Who Evaluates the Evaluators? Frameworks for Accreditation in Frontier AI Governance

As governments increasingly look to third-party auditors to verify AI safety claims, a critical question emerges: who ensures these auditors remain independent? The lessons from financial auditing are instructive. Credit rating agencies in 2008, paid by the very institutions they were evaluating, failed to flag systemic risks that nearly collapsed the global financial system. In AI governance, where well-funded developers have even stronger incentives to shape assessments in their favor, we need stronger safeguards from the start.

A core challenge for accreditation is verifying an assessor's "independence from undue pressures", especially from influential AI developers being assessed. I propose a two-tiered system for ensuring and auditing this independence.

Tier 1: Prevention Mechanisms

Pooled funding: Developers would pay into shared funds based on their AI model's risk level, reducing the risk of direct developer influence on assessments. Accreditors would manage these funding pools and compensate assessment firms via algorithmic randomization, preventing assessors from selecting their own clients.

Revenue diversification: Assessment firms would face strict revenue caps of no more than 8% from any single developer ecosystem, including subsidiaries and major suppliers. This 8% threshold is stricter than typical audit standards for financial auditing because of AI's high market concentration in frontier development. Senior assessment firm staff would face 36-month cooling-off periods before joining assessed companies, with mutual restrictions during ongoing evaluations.

Rotating networks: Accredited firms would periodically reshuffle assessors to maintain objectivity and autonomy, preventing the same person or team from repeatedly assessing the same AI developer.

Tamper-evident documentation: Accreditors would maintain comprehensive audit trails by tracking developer-assessor interactions, methodology choices, and key decisions. This transparency deters behind-the-scenes pressure tactics, as both parties know that all communications are subject to later review.

Tier 2: Detection Mechanisms

Multi-modal verification: Independent teams would re-evaluate a random 15% of all assessments, looking for warning signs such as unusually favorable outcomes, suspicious timing correlations, or systematic outlier patterns. Assessments showing a 20% variance from peer norms would automatically trigger investigation.

Process analysis: Investigators would examine communication patterns, decision timelines, and methodology deviations during formal reviews, focusing specifically on developer pressure tactics and assessment manipulation attempts.

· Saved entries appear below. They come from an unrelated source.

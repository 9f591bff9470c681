#![cfg_attr(docsrs, feature(doc_cfg))]
//! # mortar-contact
//!
//! Global bookkeeping and the Newton evaluation protocol of mortar contact
//! strategies for SPMD finite-element codes.
//!
//! A [`ContactStrategy`](strategy::ContactStrategy) owns a set of contact
//! interfaces and maintains everything that spans them: merged slave,
//! master and multiplier dof maps, the active/inactive/slip sets, the mortar
//! matrices `D` and `M`, the multiplier history and the parallel balance
//! statistics that drive redistribution. The algebra that turns mortar data
//! into stiffness and force contributions sits behind the
//! [`SolutionAlgebra`](strategy::SolutionAlgebra) trait; a penalty algebra
//! ships with the crate.
//!
//! ## Features
//! - Deterministic multiplier numbering, independent of the process count
//! - Semi-smooth active-set updates with Tresca and Coulomb friction
//! - Balance-driven redistribution with configurable ghosting
//! - Restart through the [`RestartWriter`](restart::RestartWriter) and
//!   [`RestartReader`](restart::RestartReader) seams
//! - Pluggable communication backends (serial, threaded, MPI)
//!
//! ## Collectives
//!
//! Operations documented as *collective* must be called by every rank in the
//! same order. A failure on one rank is reported on all ranks: the failing
//! rank returns its own error and the others return
//! [`ContactError::RemoteFailure`](contact_error::ContactError::RemoteFailure).
//!
//! ## Usage
//!
//! ```toml
//! [dependencies]
//! mortar-contact = "0.3"
//! # features = ["mpi-support"]
//! ```

pub mod algs;
pub mod config;
pub mod contact_error;
pub mod debug_invariants;
pub mod interface;
pub mod linalg;
pub mod restart;
pub mod strategy;

pub use debug_invariants::DebugInvariants;

/// A convenient prelude to import the most-used traits & types:
pub mod prelude {
    pub use crate::algs::communicator::{CollectiveExt, Communicator, NoComm, RayonComm};
    #[cfg(feature = "mpi-support")]
    pub use crate::algs::communicator::MpiComm;
    pub use crate::config::{
        ContactParams, ExtendGhosting, FrictionType, ParallelRedist, ParallelRedistParams,
        SolvingStrategy, SystemType,
    };
    pub use crate::contact_error::ContactError;
    pub use crate::interface::{
        ActiveSetMaps, ContactInterface, ContactNode, HistoryKind, NodePair, NodeToNodeInterface,
        StateKind,
    };
    pub use crate::linalg::{DistSparseMatrix, DistVector, DofMap, Gid};
    pub use crate::restart::{MemoryRestartStore, RestartReader, RestartWriter};
    pub use crate::strategy::{
        ContactAction, ContactContribution, ContactStrategy, DmStore, NodeStatus, PenaltyAlgebra,
        SolutionAlgebra,
    };
}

Cross-reference validation: The accreditation body would verify conclusions against independent indicators, including academic benchmarks and red-team results, while cross-checking findings with incident reports and real-world deployment outcomes to catch systematic under-assessment.

Graduated enforcement: The accreditation body would escalate sanctions from corrections and fines to suspension and debarment in severe cases, maintaining credible deterrence. Developer pressure tactics would result in pool exclusion and regulatory notification.

Both tiers create complementary defense mechanisms against AI developer influence. The ex-ante mechanisms are designed to make corruption structurally difficult, while ex-post mechanisms catch sophisticated evasion attempts. Overall, this framework enables institutional learning. Prevention, detection, and adaptation working together to ensure the system remains dynamic and effective as AI capabilities advance.